## [Problem statement]
All lines below containing the string "Duration" are to be copied.

## [Given data]
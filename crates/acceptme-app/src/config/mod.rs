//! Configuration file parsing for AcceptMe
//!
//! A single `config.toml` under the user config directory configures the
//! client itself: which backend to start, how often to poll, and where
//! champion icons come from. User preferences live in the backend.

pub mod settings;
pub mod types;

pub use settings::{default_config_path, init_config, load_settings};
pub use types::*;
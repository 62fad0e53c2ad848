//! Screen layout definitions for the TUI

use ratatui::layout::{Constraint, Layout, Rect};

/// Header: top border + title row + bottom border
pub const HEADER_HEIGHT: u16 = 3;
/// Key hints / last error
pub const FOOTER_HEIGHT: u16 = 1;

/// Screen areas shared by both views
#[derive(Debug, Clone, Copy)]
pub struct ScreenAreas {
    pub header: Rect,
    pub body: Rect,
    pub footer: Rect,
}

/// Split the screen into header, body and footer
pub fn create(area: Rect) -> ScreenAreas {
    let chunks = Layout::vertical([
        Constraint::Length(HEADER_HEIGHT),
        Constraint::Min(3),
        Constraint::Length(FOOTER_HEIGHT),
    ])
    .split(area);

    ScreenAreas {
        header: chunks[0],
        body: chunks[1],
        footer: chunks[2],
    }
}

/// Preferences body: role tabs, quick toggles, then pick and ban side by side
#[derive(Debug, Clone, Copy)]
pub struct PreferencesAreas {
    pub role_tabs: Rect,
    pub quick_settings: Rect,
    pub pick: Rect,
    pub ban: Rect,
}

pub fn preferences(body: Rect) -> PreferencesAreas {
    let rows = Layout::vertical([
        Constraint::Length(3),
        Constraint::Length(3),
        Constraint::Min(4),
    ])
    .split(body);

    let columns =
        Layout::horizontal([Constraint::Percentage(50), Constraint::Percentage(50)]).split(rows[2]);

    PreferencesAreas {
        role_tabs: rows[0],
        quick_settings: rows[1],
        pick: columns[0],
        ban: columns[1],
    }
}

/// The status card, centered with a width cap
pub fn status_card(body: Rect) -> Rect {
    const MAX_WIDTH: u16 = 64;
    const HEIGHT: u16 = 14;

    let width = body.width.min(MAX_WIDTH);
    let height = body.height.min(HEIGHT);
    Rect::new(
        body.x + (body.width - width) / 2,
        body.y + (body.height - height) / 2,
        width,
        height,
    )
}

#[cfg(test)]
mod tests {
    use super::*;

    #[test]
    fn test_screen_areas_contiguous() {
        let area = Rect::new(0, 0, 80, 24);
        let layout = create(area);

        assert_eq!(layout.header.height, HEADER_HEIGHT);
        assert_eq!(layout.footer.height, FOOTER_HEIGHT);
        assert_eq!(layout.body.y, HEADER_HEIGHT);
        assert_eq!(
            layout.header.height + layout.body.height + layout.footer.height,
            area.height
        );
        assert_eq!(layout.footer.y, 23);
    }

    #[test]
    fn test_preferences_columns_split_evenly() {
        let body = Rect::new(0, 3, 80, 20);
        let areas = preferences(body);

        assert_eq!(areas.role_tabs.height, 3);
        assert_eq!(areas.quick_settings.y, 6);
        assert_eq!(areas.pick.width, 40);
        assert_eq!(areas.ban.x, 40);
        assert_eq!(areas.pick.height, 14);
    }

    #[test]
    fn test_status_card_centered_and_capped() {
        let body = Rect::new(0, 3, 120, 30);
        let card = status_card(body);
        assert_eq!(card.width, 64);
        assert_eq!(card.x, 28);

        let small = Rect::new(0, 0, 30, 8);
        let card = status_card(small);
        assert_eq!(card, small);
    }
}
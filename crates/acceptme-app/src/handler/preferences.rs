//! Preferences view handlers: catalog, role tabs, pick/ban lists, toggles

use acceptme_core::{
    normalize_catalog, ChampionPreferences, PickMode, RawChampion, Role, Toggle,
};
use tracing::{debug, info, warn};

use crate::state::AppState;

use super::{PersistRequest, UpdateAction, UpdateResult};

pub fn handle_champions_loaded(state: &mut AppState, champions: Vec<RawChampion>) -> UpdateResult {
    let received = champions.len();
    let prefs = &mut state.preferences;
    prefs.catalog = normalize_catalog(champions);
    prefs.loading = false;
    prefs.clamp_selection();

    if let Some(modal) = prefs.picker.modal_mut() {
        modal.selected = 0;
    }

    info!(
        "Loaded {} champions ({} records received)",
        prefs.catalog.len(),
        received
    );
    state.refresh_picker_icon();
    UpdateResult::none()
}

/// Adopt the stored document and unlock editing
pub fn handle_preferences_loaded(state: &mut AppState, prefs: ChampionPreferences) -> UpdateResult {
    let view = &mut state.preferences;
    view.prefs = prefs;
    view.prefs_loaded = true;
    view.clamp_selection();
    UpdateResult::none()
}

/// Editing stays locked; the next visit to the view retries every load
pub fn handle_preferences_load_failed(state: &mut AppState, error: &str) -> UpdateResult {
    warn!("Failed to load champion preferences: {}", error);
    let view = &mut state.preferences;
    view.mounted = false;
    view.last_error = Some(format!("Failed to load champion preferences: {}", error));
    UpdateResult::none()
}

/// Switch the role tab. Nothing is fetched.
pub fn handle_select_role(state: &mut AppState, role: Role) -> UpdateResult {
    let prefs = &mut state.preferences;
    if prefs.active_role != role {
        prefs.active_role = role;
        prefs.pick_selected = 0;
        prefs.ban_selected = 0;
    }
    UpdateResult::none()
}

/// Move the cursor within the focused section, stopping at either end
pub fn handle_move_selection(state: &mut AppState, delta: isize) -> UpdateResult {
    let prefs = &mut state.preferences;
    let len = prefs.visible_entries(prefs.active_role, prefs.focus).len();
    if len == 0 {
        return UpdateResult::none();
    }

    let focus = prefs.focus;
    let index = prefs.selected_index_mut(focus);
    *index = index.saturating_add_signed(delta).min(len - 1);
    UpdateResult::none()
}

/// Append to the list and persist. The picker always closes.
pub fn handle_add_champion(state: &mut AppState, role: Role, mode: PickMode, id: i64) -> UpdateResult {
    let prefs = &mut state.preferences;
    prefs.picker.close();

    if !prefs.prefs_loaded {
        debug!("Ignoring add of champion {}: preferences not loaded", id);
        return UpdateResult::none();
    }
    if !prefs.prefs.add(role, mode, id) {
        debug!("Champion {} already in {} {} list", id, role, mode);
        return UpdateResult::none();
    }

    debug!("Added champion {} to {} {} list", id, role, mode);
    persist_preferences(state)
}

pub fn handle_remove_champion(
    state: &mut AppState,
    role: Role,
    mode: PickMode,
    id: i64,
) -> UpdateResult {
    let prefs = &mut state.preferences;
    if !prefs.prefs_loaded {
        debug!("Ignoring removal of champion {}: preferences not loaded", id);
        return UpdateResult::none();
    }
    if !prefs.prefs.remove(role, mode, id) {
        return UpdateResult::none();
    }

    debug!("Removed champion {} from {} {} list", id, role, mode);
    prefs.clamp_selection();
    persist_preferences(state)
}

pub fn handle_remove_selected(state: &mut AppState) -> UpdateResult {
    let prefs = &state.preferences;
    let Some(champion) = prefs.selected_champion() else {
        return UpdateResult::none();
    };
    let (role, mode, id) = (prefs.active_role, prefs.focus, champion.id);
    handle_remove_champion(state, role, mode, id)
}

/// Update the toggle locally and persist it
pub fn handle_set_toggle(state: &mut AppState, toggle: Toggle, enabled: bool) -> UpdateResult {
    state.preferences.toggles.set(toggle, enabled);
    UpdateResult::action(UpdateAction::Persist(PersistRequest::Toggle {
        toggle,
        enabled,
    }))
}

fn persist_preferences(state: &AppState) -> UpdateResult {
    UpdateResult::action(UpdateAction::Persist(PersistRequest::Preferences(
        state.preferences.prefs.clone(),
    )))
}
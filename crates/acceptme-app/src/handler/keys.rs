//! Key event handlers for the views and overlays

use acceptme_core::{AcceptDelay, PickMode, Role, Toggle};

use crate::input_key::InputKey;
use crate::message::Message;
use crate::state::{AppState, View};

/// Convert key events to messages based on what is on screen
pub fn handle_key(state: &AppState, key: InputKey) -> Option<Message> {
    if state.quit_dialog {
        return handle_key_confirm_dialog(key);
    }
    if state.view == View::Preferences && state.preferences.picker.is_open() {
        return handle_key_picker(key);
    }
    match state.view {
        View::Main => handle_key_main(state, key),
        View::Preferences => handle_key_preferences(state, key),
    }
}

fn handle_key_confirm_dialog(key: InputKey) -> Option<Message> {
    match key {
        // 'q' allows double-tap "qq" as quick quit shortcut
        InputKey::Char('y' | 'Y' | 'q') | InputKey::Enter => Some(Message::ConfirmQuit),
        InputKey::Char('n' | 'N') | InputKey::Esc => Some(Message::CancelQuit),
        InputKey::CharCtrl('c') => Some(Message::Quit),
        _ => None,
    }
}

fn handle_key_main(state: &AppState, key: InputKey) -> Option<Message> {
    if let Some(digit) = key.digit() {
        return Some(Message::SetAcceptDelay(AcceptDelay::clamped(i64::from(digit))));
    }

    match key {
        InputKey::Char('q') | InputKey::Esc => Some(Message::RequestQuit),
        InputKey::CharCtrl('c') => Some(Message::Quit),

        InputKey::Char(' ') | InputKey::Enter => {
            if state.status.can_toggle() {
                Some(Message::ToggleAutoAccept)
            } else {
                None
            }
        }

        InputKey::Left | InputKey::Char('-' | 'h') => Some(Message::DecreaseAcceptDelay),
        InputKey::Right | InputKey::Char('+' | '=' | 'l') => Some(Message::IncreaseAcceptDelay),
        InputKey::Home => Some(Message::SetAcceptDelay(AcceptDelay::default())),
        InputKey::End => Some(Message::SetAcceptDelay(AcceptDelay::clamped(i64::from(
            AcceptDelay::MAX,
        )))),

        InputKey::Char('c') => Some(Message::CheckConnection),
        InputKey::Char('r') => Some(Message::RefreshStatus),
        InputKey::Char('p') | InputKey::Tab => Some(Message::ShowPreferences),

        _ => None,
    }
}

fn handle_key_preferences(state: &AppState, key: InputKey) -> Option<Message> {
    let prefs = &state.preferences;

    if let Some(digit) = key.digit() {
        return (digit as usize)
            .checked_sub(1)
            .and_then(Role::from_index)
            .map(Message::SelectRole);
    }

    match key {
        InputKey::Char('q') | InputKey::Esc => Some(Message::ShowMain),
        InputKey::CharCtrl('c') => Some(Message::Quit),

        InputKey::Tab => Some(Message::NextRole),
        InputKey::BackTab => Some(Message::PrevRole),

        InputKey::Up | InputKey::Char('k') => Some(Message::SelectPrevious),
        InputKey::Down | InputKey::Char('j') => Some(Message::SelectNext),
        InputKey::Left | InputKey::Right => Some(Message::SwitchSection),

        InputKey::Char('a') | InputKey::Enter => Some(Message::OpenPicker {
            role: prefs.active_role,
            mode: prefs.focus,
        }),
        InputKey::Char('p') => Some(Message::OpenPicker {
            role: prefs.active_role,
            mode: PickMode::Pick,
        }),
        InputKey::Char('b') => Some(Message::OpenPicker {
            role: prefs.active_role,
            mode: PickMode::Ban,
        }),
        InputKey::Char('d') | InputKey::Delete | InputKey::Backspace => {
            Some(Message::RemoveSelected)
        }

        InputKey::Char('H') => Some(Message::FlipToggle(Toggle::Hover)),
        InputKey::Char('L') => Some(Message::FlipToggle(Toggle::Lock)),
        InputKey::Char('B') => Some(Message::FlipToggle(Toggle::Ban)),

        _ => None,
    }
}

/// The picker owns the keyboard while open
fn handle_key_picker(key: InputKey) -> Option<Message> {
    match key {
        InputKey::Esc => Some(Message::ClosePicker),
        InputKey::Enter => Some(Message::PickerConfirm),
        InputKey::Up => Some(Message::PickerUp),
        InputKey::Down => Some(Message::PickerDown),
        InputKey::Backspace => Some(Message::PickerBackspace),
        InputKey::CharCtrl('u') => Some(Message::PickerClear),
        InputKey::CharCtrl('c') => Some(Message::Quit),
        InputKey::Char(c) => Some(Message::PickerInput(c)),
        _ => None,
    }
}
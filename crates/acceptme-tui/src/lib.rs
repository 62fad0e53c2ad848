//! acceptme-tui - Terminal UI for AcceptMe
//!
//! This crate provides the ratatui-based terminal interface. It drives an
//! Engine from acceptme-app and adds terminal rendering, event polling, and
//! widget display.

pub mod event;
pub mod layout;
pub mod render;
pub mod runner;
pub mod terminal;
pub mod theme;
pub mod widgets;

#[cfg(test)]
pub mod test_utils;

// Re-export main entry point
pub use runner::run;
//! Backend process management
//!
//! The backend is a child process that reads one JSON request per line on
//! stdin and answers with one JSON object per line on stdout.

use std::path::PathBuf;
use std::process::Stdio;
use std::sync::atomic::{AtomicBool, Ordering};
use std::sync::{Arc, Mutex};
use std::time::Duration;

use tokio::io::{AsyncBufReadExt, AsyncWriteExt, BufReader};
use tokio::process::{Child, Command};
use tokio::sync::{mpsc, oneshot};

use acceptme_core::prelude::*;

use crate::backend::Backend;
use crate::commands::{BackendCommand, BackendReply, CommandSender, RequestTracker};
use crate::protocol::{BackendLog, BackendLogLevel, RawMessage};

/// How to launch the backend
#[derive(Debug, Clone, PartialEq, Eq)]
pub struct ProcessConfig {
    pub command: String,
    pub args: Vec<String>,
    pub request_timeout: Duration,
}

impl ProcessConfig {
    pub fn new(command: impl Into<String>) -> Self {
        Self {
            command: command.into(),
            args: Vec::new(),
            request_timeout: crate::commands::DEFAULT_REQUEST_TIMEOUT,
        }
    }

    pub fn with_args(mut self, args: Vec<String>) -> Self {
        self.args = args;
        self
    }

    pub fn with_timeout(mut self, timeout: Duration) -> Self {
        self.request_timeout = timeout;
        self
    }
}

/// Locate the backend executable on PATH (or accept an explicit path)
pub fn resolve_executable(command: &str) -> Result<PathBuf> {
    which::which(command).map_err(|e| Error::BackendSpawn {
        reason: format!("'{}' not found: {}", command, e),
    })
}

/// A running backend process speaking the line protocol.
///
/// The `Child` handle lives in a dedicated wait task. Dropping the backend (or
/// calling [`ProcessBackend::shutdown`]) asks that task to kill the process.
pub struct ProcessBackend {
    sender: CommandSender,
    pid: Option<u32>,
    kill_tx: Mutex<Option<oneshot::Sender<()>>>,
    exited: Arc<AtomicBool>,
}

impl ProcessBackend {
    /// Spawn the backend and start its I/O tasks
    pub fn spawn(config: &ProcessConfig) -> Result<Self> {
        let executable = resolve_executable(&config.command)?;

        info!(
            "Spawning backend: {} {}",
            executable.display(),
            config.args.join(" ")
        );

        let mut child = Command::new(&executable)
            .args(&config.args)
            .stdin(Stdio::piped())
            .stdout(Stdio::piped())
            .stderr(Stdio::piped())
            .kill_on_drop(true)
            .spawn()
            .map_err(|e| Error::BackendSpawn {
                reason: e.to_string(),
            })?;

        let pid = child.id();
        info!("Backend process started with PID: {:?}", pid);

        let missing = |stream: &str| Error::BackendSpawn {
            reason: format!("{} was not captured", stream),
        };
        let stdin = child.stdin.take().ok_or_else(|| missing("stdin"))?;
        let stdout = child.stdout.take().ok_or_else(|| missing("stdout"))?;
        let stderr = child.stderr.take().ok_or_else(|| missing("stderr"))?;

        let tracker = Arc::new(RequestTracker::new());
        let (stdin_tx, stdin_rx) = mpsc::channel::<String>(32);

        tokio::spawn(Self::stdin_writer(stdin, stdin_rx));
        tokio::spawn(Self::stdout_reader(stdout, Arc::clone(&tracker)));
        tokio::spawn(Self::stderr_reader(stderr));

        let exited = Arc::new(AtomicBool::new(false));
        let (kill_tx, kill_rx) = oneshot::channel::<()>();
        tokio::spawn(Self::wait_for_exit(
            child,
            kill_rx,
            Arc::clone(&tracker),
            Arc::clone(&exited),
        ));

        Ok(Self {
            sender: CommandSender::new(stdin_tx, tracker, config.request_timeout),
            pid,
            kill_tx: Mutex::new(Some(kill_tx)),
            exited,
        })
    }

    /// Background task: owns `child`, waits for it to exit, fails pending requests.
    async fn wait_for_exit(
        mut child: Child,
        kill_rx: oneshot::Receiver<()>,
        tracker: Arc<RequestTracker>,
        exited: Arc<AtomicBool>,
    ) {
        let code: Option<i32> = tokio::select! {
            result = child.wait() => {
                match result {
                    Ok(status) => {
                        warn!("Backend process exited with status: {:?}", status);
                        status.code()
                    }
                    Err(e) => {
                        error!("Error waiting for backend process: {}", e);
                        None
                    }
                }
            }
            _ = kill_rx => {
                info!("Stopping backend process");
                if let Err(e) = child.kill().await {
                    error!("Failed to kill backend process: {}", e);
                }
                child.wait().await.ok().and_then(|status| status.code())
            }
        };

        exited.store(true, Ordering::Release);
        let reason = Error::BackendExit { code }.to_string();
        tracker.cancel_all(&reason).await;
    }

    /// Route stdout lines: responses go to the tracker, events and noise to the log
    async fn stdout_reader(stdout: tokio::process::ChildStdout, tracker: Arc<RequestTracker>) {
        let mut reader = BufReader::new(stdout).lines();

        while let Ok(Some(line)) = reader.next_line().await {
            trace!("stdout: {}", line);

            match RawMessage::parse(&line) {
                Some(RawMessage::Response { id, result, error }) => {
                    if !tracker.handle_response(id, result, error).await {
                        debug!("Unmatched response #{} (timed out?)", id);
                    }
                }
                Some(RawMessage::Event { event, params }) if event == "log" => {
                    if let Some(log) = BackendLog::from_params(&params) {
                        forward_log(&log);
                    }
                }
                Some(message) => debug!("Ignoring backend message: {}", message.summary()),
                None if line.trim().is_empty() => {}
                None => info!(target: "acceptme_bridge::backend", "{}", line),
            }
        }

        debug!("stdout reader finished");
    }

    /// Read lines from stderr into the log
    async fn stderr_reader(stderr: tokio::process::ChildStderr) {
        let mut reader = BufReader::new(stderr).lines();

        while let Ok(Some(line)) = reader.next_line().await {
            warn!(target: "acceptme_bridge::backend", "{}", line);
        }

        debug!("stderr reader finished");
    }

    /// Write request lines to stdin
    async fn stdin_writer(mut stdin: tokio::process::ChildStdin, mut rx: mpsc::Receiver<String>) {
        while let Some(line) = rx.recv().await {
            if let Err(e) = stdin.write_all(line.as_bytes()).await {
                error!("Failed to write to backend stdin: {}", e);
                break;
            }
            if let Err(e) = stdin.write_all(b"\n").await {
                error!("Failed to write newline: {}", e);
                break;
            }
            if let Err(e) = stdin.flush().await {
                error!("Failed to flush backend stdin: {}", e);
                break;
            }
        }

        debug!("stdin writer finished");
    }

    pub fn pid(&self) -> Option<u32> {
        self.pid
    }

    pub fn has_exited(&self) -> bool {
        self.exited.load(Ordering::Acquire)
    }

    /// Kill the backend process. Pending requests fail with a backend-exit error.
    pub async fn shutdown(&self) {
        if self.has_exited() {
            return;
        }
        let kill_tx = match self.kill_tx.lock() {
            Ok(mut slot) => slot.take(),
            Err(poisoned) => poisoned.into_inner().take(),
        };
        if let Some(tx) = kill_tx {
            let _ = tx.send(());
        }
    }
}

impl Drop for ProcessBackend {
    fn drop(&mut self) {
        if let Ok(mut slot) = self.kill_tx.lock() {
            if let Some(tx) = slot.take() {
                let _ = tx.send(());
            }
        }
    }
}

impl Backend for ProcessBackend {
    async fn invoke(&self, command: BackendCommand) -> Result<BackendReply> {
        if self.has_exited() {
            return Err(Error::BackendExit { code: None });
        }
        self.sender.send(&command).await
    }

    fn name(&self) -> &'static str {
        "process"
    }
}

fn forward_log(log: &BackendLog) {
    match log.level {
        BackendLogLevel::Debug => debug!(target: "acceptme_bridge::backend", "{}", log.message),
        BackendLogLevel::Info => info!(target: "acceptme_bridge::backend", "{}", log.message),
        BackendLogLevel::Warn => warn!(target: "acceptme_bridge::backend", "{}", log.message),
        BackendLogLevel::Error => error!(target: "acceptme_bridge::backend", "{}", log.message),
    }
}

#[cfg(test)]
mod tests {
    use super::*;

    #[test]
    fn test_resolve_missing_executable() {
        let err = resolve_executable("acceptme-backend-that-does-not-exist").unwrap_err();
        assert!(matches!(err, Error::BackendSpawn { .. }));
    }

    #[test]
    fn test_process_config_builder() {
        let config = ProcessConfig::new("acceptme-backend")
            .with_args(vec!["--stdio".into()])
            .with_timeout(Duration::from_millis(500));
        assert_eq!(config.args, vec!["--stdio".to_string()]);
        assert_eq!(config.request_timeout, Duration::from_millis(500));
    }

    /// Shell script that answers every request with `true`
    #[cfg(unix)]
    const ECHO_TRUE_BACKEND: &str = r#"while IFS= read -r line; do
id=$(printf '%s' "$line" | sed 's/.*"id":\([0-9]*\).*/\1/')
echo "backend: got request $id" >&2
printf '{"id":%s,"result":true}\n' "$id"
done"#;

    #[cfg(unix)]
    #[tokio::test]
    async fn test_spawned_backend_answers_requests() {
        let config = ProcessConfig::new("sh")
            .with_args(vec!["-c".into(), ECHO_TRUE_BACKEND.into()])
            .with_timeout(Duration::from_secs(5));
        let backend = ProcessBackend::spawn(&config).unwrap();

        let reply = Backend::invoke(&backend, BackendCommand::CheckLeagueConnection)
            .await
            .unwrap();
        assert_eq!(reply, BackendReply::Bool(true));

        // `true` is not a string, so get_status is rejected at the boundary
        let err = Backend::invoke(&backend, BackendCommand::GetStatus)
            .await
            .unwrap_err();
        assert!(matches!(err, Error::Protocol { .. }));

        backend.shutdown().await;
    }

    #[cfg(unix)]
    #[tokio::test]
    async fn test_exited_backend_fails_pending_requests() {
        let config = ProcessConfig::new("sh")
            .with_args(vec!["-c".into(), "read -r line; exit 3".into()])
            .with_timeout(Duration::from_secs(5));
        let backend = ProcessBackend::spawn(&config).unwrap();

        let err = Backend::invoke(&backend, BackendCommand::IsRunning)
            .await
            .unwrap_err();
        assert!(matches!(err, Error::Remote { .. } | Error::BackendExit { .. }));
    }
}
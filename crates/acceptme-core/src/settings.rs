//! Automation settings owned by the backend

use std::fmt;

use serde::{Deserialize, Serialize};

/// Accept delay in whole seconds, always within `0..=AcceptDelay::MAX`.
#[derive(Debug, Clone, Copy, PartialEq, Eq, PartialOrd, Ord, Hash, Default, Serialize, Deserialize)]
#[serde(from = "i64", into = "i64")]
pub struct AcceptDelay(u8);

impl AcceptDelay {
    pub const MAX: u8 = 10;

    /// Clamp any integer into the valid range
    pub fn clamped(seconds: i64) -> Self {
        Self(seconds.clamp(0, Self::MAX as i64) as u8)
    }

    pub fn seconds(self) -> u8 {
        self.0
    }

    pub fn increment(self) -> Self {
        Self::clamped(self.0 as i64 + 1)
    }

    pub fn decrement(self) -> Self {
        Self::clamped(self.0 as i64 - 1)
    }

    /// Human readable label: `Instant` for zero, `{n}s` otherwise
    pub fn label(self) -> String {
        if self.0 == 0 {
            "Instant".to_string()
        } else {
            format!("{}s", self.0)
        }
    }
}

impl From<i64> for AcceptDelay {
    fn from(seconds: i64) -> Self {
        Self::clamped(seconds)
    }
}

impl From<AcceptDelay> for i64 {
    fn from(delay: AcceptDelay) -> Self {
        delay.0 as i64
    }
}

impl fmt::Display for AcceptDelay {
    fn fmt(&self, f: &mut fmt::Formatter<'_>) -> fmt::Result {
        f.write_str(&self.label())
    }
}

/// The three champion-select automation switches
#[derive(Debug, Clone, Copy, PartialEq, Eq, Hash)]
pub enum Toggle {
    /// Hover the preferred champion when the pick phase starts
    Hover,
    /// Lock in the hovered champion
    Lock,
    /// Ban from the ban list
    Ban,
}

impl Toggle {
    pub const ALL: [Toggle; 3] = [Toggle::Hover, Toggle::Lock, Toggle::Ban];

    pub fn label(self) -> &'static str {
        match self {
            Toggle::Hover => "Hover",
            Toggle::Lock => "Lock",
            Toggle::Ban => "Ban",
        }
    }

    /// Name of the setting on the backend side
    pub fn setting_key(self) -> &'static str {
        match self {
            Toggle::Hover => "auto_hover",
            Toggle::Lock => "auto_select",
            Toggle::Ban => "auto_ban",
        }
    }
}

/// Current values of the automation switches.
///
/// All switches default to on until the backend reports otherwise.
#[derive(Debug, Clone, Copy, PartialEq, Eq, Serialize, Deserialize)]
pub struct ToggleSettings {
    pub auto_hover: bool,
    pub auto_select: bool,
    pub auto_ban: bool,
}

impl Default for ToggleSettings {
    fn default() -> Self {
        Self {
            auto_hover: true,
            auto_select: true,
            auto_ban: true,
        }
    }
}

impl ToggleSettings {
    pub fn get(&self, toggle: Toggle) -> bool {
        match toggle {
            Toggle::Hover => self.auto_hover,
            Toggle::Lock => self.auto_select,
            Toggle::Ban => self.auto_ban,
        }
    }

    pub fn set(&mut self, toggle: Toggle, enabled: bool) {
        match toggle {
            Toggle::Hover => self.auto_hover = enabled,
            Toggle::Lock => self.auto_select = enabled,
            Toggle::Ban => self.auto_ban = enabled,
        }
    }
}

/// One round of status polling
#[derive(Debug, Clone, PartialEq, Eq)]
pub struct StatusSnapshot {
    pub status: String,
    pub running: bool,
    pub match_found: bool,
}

## [Output of the task]
use std::time::Duration;
    pub request_timeout: Duration,
    pub fn with_timeout(mut self, timeout: Duration) -> Self {
            .with_timeout(Duration::from_millis(500));
        assert_eq!(config.request_timeout, Duration::from_millis(500));
            .with_timeout(Duration::from_secs(5));
            .with_timeout(Duration::from_secs(5));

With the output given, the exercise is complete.